Work to be completed: Copy out every line of the listing in which "serde" appears.
··········
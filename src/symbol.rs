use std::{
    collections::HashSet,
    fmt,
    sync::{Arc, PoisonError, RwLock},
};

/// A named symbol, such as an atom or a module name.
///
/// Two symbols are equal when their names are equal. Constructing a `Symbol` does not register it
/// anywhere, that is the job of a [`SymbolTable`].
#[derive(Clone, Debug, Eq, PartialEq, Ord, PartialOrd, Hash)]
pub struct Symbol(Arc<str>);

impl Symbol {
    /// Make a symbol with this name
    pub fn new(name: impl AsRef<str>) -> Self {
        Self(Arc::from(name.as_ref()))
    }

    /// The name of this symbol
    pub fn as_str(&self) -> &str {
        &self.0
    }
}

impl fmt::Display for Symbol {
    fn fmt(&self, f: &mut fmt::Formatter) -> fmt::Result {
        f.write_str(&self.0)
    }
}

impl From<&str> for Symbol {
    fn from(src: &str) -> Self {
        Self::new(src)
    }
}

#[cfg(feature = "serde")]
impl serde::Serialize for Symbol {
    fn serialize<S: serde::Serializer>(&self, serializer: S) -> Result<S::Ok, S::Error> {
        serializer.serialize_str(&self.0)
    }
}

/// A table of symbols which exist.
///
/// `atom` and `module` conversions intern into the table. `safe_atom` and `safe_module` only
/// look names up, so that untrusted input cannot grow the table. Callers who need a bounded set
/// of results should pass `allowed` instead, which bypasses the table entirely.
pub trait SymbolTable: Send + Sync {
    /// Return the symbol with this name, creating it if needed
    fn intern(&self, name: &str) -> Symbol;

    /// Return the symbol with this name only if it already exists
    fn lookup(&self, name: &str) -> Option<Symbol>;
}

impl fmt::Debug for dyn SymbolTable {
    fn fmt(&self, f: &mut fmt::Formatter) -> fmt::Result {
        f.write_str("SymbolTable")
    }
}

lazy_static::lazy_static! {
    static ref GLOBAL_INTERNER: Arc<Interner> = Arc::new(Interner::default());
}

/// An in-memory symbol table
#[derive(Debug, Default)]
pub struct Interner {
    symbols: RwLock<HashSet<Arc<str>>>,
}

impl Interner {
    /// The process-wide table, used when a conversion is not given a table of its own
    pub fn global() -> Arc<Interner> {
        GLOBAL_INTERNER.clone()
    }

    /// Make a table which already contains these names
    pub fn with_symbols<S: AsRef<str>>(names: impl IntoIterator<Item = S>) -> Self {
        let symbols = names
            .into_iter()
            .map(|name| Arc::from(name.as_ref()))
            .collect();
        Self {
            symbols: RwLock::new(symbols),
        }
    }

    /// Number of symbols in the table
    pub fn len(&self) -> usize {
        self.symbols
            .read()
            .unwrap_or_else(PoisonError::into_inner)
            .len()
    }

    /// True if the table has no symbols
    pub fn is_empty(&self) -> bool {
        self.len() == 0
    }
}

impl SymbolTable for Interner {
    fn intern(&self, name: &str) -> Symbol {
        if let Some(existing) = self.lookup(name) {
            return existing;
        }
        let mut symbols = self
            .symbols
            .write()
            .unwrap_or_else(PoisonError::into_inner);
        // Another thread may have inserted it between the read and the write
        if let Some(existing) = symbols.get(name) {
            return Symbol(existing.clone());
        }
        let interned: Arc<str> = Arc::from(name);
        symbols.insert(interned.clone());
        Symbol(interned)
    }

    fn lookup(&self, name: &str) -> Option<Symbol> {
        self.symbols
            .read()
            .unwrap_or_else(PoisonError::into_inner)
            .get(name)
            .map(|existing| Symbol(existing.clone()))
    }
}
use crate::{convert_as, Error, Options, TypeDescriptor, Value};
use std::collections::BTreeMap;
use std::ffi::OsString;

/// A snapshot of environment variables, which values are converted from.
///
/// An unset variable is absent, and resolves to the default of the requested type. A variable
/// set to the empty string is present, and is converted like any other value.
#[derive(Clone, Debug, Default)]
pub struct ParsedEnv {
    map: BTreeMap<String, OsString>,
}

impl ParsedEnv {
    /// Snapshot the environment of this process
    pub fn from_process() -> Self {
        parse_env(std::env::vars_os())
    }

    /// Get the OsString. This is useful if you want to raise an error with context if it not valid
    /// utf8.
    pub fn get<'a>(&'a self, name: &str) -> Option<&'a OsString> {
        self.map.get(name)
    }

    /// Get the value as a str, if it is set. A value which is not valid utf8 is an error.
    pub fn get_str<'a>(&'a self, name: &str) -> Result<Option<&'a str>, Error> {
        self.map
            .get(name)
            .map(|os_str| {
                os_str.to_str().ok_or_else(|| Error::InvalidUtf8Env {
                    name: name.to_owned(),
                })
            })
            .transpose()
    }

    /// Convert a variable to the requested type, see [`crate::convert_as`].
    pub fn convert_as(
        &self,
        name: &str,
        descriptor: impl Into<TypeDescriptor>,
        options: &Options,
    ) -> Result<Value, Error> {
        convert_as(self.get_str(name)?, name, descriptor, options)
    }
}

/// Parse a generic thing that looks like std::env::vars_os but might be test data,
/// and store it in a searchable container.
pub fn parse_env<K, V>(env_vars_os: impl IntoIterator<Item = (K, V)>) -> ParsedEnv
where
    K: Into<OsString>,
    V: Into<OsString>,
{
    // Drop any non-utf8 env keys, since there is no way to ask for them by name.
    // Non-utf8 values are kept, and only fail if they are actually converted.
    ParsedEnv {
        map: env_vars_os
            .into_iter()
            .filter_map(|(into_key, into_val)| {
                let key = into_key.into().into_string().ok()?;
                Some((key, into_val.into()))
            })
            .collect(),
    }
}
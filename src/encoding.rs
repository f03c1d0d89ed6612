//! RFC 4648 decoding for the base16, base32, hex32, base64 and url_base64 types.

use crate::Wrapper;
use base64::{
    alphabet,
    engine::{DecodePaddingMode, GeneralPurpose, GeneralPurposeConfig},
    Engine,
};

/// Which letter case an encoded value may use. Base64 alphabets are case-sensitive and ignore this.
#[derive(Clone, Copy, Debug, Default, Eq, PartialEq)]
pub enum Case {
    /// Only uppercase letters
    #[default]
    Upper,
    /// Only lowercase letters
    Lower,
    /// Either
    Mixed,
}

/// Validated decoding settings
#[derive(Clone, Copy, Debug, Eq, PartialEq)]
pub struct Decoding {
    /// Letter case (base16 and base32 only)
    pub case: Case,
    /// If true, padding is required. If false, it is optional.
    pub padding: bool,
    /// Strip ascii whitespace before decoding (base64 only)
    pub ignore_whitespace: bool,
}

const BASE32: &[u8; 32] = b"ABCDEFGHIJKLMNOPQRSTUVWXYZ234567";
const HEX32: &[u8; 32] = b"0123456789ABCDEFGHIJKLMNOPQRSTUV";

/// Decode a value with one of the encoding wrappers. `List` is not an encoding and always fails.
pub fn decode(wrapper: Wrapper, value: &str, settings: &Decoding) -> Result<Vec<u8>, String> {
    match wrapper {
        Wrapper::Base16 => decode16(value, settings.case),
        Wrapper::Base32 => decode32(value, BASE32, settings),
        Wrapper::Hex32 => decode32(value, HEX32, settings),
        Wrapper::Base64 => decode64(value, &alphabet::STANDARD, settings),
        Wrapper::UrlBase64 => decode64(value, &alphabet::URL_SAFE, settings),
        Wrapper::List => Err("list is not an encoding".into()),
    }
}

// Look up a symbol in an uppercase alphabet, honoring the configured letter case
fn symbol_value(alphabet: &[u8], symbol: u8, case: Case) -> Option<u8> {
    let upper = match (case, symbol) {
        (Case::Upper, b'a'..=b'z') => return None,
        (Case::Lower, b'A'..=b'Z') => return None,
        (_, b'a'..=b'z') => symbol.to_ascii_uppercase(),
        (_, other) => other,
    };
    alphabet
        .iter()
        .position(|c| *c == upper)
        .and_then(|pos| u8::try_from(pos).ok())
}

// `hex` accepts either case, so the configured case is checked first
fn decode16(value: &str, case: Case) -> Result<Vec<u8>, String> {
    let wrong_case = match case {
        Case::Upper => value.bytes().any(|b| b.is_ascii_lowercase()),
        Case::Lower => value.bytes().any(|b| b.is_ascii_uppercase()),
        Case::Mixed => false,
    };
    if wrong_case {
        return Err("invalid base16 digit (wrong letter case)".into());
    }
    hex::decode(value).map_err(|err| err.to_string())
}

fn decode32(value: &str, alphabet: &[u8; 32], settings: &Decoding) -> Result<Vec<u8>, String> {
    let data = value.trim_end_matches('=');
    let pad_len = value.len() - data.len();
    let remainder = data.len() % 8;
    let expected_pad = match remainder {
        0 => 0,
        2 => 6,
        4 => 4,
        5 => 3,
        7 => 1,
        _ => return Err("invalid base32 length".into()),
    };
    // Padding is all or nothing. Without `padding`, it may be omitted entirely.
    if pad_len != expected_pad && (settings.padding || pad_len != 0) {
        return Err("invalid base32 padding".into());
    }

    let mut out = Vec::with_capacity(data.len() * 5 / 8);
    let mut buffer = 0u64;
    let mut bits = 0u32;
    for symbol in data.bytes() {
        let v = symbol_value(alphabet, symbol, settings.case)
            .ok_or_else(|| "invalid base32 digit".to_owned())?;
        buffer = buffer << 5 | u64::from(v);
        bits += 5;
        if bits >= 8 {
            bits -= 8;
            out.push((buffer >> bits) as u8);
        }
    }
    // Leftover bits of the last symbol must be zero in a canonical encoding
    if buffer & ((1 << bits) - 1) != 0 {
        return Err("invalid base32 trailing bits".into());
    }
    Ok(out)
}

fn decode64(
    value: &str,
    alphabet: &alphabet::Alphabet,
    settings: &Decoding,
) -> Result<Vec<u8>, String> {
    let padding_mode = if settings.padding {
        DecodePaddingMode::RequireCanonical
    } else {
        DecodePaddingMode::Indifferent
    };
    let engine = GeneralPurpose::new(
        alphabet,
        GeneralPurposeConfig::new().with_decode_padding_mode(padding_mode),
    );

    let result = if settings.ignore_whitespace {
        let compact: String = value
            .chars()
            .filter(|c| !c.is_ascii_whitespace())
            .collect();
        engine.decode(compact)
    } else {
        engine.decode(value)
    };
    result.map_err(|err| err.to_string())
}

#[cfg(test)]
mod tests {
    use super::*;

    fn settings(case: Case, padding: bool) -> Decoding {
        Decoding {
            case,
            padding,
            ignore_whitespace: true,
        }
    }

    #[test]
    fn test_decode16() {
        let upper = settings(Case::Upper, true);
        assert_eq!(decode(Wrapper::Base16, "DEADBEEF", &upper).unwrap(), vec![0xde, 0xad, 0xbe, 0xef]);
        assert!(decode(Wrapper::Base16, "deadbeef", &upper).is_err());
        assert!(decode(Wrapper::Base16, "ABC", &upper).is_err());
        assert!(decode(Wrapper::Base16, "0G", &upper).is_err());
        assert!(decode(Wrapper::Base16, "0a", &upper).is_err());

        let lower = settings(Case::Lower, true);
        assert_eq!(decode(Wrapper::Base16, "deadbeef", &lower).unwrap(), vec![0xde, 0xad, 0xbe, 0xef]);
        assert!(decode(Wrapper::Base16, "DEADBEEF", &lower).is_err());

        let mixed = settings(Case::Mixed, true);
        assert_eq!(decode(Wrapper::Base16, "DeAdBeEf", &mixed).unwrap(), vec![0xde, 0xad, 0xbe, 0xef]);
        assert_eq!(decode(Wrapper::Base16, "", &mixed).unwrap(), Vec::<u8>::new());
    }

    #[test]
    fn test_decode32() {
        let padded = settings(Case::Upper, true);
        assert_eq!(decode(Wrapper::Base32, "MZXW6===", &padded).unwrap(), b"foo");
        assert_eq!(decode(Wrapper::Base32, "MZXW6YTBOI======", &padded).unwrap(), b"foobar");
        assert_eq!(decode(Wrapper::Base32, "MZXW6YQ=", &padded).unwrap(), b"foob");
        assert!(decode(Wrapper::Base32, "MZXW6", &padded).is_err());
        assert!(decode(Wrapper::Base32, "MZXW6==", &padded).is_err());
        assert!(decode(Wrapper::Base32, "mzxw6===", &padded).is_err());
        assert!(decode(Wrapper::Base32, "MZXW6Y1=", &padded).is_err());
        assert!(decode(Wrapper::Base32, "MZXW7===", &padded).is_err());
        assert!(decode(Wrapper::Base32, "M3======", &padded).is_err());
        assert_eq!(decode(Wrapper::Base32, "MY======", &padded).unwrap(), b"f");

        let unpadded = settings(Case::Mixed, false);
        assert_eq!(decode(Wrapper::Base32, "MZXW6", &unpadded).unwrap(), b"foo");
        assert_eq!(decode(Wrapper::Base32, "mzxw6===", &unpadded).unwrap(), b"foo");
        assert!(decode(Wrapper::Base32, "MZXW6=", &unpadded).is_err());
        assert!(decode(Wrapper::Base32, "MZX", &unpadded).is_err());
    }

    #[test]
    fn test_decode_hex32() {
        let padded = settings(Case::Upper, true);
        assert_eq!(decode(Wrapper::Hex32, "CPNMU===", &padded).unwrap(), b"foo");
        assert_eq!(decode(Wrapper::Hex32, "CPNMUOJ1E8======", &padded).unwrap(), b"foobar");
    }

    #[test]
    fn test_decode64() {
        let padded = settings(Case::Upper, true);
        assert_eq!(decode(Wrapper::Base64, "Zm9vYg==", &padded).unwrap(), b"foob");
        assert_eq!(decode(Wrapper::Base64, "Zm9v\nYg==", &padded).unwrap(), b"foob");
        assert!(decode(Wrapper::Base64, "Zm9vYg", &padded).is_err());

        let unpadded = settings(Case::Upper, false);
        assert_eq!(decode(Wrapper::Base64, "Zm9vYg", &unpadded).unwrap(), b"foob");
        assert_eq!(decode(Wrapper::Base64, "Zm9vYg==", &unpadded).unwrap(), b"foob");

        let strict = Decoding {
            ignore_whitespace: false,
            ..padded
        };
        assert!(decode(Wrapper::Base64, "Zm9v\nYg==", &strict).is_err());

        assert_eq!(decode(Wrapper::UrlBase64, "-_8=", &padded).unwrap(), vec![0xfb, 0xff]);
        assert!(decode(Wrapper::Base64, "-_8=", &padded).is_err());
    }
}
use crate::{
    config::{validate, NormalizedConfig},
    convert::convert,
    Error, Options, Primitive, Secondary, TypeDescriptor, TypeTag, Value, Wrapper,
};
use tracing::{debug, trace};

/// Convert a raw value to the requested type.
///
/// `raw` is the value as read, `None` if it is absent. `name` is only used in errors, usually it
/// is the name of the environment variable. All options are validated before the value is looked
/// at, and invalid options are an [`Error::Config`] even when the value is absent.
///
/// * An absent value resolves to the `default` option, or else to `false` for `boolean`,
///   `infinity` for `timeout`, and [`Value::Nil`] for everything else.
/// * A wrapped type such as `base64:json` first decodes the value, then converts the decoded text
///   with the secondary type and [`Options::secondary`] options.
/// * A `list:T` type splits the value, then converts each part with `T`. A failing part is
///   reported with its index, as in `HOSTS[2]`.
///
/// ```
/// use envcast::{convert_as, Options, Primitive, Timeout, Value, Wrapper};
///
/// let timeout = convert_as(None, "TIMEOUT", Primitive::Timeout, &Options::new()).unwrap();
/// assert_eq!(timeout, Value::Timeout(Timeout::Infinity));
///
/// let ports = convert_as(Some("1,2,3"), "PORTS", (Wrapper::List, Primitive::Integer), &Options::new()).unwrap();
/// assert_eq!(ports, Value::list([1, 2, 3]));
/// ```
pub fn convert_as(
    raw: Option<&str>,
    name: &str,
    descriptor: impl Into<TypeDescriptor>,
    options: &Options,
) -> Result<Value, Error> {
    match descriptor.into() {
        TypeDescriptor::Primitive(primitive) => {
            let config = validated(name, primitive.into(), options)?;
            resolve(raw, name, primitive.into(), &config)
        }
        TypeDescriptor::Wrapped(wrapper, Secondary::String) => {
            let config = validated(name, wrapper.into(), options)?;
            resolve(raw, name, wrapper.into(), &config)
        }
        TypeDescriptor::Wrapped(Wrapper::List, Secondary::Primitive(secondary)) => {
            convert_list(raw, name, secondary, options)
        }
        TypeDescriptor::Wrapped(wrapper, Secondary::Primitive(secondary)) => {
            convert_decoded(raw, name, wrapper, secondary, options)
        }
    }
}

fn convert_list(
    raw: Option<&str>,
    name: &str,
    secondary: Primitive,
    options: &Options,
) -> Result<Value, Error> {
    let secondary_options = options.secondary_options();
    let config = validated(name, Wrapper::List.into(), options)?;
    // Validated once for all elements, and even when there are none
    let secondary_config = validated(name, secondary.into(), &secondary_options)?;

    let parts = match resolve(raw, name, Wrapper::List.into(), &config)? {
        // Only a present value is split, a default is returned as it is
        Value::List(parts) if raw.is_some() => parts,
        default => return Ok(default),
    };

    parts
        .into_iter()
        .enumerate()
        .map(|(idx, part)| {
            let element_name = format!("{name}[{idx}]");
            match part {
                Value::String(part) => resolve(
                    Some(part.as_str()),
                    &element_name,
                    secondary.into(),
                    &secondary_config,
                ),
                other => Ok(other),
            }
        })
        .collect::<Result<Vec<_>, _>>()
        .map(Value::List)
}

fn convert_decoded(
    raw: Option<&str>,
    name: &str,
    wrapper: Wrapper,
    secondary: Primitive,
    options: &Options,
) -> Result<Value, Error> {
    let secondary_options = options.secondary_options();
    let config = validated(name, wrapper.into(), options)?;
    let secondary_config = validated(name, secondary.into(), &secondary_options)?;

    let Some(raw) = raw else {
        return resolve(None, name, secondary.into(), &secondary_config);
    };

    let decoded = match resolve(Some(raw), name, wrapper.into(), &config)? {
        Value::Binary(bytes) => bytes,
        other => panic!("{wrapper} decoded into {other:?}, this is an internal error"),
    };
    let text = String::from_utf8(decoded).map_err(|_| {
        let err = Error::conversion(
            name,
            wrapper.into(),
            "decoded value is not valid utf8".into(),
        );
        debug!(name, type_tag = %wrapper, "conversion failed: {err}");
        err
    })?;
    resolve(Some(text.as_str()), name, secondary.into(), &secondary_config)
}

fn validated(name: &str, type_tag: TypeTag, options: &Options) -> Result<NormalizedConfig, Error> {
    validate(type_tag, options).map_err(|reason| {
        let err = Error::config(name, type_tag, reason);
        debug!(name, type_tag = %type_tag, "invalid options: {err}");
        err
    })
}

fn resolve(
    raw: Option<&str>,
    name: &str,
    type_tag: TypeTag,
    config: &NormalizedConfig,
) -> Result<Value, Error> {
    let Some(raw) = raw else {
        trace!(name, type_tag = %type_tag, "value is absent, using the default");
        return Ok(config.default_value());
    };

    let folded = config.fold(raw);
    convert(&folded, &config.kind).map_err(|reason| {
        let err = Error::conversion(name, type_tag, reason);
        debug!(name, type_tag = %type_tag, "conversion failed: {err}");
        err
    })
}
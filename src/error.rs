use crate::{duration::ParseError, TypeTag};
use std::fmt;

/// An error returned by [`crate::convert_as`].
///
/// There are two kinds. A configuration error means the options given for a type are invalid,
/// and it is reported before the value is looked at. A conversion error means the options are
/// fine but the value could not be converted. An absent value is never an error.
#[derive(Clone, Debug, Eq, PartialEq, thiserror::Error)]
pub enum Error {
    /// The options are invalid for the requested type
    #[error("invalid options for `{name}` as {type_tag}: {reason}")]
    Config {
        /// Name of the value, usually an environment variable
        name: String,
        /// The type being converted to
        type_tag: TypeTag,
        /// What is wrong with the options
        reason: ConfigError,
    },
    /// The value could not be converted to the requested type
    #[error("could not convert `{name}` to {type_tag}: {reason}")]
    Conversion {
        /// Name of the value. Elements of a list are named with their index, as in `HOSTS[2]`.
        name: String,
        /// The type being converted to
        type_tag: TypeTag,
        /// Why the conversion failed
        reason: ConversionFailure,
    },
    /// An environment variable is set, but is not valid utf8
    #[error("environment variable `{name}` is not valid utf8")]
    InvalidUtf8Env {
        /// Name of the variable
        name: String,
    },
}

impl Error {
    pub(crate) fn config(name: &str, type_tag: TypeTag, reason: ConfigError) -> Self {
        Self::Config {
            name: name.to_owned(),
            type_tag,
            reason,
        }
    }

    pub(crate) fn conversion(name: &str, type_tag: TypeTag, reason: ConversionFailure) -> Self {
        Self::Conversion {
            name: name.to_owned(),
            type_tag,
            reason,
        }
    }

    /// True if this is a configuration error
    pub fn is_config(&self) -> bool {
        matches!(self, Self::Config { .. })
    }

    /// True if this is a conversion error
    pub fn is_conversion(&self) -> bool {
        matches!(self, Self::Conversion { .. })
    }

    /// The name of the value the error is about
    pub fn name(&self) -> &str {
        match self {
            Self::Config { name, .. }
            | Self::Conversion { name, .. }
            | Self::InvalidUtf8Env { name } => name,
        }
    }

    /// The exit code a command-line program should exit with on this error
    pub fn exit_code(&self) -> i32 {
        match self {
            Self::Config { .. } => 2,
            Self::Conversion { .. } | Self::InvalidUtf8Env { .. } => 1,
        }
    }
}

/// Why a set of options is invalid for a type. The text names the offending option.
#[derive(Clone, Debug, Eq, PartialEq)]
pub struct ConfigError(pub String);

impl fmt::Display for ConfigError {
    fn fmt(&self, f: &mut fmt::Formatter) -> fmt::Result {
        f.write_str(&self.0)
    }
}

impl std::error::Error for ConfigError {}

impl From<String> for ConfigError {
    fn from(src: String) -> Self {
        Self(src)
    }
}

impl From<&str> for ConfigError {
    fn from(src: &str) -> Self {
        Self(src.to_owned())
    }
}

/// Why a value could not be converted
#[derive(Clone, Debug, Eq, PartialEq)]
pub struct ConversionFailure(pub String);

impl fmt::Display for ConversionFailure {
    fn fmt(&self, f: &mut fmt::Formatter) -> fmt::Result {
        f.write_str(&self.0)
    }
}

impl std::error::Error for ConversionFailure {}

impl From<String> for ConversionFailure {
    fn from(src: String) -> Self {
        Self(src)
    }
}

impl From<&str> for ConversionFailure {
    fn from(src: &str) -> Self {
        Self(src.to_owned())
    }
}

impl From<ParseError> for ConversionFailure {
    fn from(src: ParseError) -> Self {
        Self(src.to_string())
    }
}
··········
Solution to this exercise:
#[cfg(feature = "serde")]
impl serde::Serialize for Symbol {
    fn serialize<S: serde::Serializer>(&self, serializer: S) -> Result<S::Ok, S::Error> {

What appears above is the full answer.